Trojan ancestry in Republican art

Stumbled over an article and couldn’t resist reading:

Rose, Charles Brian. “Forging Identity in the Roman Republic: Trojan Ancestry and Veristic Portraiture.” Memoirs of the American Academy in Rome. Supplementary Volumes 7 (2008): 97–131.

Here starts from the coins of which I approve but I’m not so sure he makes the most of them a less informed reader my think Fig. 1 dates to the Pyrrhic War!

The first Phyrgian helmet on the Roman series is RRC 19/2. RRC 14, 18, 19 are all of the same time period, probably just before the first Punic War, so early 260s, maybe 270. I have a hard time connecting it to the Pyrrhic war, but do agree it invokes a Trojan ancestry (Yarrow 2021: 93). I’d also quibble and say a helmet and a cap is not necessarily the same thing, esp. in iconographic terms.

Rose goes on to make a comparison between the garb of the priests of Cybele and the costumes used in the lusus Troiae. His views observations especially on the torque and the relationship of the circus Maximus to the temple are very smart indeed.

My only quibble is that these games seems to have been a ‘restitution’ (i.e. invention) by Julius Caesar and not an authentic republican tradition. These are things be cannot be sure of but their importance in dynasty formation is well attested, cf.

Menichetti, Mauro. “« Troiae lusus »: mettere in scena le origini di Roma.” La Parola del Passato 74, no. 2 (2019): 287-299. [ILL requested]

For the numismatically inclined

SMITH, DEREK R. “The DECVRSIO Sestertius Types of Nero and the Lusus Troiae.” The Numismatic Chronicle (1966-) 160 (2000): 282–89. http://www.jstor.org/stable/42668274.

has proposed a connection between these bronze coin images of Nero and the Troy games, while also moving away from the idea that they are depicted on the base of Antoninus Pius in the Vatican. (I tweeted a different version of this coin and it created a stir about apparent stirrups). None of these costumes are reminiscent of the cult of Cybele, but then again the identification is tentative…

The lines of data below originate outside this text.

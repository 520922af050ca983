//! Output filename derivation.

use std::path::{Path, PathBuf};

/// Reduce a job title to a filesystem-safe stem: alphanumerics, spaces,
/// `-` and `_` survive, everything else is dropped, and the result is
/// trimmed. An empty result means the caller should fall back to a
/// generated name.
pub fn sanitize_title(title: &str) -> String {
    title
        .chars()
        .filter(|c| c.is_alphanumeric() || matches!(c, ' ' | '-' | '_'))
        .collect::<String>()
        .trim()
        .to_string()
}

/// Fallback stem for jobs with unusable titles.
pub fn fallback_stem(job_id: &str) -> String {
    let prefix: String = job_id.chars().take(8).collect();
    format!("video_{prefix}")
}

/// Derive a collision-free `.mp4` output path: `<stem>.mp4`, then
/// `<stem> (1).mp4`, `<stem> (2).mp4`, ... with the smallest unused suffix.
pub fn derive_output_path(dir: &Path, title: &str, job_id: &str) -> PathBuf {
    let mut stem = sanitize_title(title);
    if stem.is_empty() {
        stem = fallback_stem(job_id);
    }

    let candidate = dir.join(format!("{stem}.mp4"));
    if !candidate.exists() {
        return candidate;
    }

    let mut counter = 1u32;
    loop {
        let candidate = dir.join(format!("{stem} ({counter}).mp4"));
        if !candidate.exists() {
            return candidate;
        }
        counter += 1;
    }
}
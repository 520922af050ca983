//! HTTP session factory.
//!
//! Two client flavors are produced: a standard session for playlist fetches
//! and direct downloads, and an "impersonating" session for segment
//! downloads on CDNs that fingerprint clients. Both keep a cookie jar so a
//! playlist fetch and the segment fetches that follow it share state.

use std::sync::OnceLock;

use reqwest::Client;
use reqwest::header::{HeaderMap, HeaderValue};
use tracing::{debug, warn};

use crate::config::SessionConfig;
use crate::error::DownloadError;

/// Install the process-wide rustls CryptoProvider once.
pub fn install_rustls_provider() {
    static PROVIDER_INSTALLED: OnceLock<()> = OnceLock::new();
    PROVIDER_INSTALLED.get_or_init(|| {
        if let Err(e) = rustls::crypto::aws_lc_rs::default_provider().install_default() {
            // Safe to ignore: can happen if another crate installed it first.
            debug!(existing_provider = ?e, "rustls CryptoProvider already installed");
        }
    });
}

#[derive(Debug, Clone, Copy, PartialEq, Eq)]
pub enum SessionProfile {
    Standard,
    Impersonated,
}

/// A shared HTTP client plus the profile it was built with.
///
/// Cloning is cheap (`reqwest::Client` is reference-counted), and the same
/// session instance is safe for concurrent requests, cookie writes included.
#[derive(Clone)]
pub struct Session {
    client: Client,
    profile: SessionProfile,
}

impl Session {
    /// Standard session: rustls with certificate verification following
    /// configuration (disabled by default to tolerate mis-issued CDN certs).
    pub fn standard(config: &SessionConfig) -> Result<Self, DownloadError> {
        install_rustls_provider();

        let client = base_builder(config)
            .build()
            .map_err(DownloadError::from)?;

        Ok(Self {
            client,
            profile: SessionProfile::Standard,
        })
    }

    /// Impersonating session: Chrome header set over forced HTTP/1.1.
    ///
    /// HTTP/1.1 is forced because some CDNs emit headers that are invalid
    /// under HTTP/2 (e.g. `Connection: keep-alive`). A ClientHello
    /// indistinguishable from Chrome's is not expressible through rustls, so
    /// the TLS layer is the standard one and the degradation is logged.
    pub fn impersonated(config: &SessionConfig) -> Result<Self, DownloadError> {
        install_rustls_provider();

        warn!(
            "TLS ClientHello impersonation is unavailable on this stack; \
             using Chrome headers over HTTP/1.1 with standard TLS"
        );

        let result = base_builder(config)
            .http1_only()
            .default_headers(chrome_default_headers())
            .build();

        match result {
            Ok(client) => Ok(Self {
                client,
                profile: SessionProfile::Impersonated,
            }),
            Err(error) => {
                warn!(%error, "Failed to build impersonating client; falling back to standard session");
                Self::standard(config)
            }
        }
    }

    pub fn client(&self) -> &Client {
        &self.client
    }

    pub fn profile(&self) -> SessionProfile {
        self.profile
    }
}

fn base_builder(config: &SessionConfig) -> reqwest::ClientBuilder {
    let mut builder = Client::builder()
        .cookie_store(true)
        .user_agent(&config.user_agent)
        .pool_max_idle_per_host(config.pool_max_idle_per_host)
        .connect_timeout(config.timeout)
        .redirect(if config.follow_redirects {
            reqwest::redirect::Policy::limited(10)
        } else {
            reqwest::redirect::Policy::none()
        });

    if !config.verify_tls {
        builder = builder.danger_accept_invalid_certs(true);
    }

    builder
}

/// Headers a current Chrome build sends on media subresource requests.
fn chrome_default_headers() -> HeaderMap {
    let mut headers = HeaderMap::new();
    headers.insert(reqwest::header::ACCEPT, HeaderValue::from_static("*/*"));
    headers.insert(
        reqwest::header::ACCEPT_LANGUAGE,
        HeaderValue::from_static("en-US,en;q=0.9"),
    );
    headers.insert(
        "sec-ch-ua",
        HeaderValue::from_static(
            "\"Chromium\";v=\"141\", \"Google Chrome\";v=\"141\", \"Not?A_Brand\";v=\"24\"",
        ),
    );
    headers.insert("sec-ch-ua-mobile", HeaderValue::from_static("?0"));
    headers.insert(
        "sec-ch-ua-platform",
        HeaderValue::from_static("\"Windows\""),
    );
    headers
}

#[cfg(test)]
mod tests {
    use super::*;

    #[tokio::test]
    async fn standard_session_builds() {
        let session = Session::standard(&SessionConfig::default()).unwrap();
        assert_eq!(session.profile(), SessionProfile::Standard);
    }

    #[tokio::test]
    async fn impersonated_session_builds() {
        let session = Session::impersonated(&SessionConfig::default()).unwrap();
        assert_eq!(session.profile(), SessionProfile::Impersonated);
    }

    #[tokio::test]
    async fn sessions_share_one_client_across_clones() {
        let session = Session::standard(&SessionConfig::default()).unwrap();
        let clone = session.clone();
        // Both handles drive the same connection pool and cookie jar.
        assert_eq!(session.profile(), clone.profile());
    }

    #[test]
    fn chrome_headers_include_client_hints() {
        let headers = chrome_default_headers();
        assert!(headers.contains_key("sec-ch-ua"));
        assert_eq!(headers.get("sec-ch-ua-mobile").unwrap(), "?0");
    }
}
//! Application-wide error types.

use thiserror::Error;

/// Application-wide result type.
pub type Result<T> = std::result::Result<T, Error>;

#[derive(Error, Debug)]
pub enum Error {
    #[error("Database error: {0}")]
    Database(#[from] sqlx::Error),

    #[error("Migration error: {0}")]
    Migration(#[from] sqlx::migrate::MigrateError),

    #[error("Serialization error: {0}")]
    Serialization(#[from] serde_json::Error),

    #[error("Download error: {0}")]
    Download(#[from] fetchio_engine::DownloadError),

    #[error("IO error: {0}")]
    Io(#[from] std::io::Error),

    #[error("Configuration error: {0}")]
    Configuration(String),

    #[error("{0}")]
    Other(String),
}

impl Error {
    pub fn config(msg: impl Into<String>) -> Self {
        Self::Configuration(msg.into())
    }

    /// Engine-level error kind behind this failure, when there is one.
    pub fn as_download_error(&self) -> Option<&fetchio_engine::DownloadError> {
        match self {
            Self::Download(e) => Some(e),
            _ => None,
        }
    }

    pub fn is_cancelled(&self) -> bool {
        matches!(
            self,
            Self::Download(fetchio_engine::DownloadError::Cancelled)
        )
    }
}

I just have to straight up disagree with this based on the reception of Battakes in 102 BCE as reported by Diodorus. On this I like Bowden’s chapter, but there are new pubs now. The next bit though is right to emphasis the importance of the under utilized

—some how I lost a great deal of my content that came after this point in the post and auto saves only restored to this point, I can’t quite be bothered to write it all out again but as I did upload the images here they are as a slide show —

1 thought on “Trojan ancestry in Republican art”

  1. fascinating. trying to follow the argument about the denigration of the priests of Cybele; oh, I think I see, Battakes’ negative reception shows that pre-Parthian conflict, you have some negative attitudes toward priest of Cybele? The whole set of issues is very interesting, thank you — and for Pyrrhus and coin chronology at top.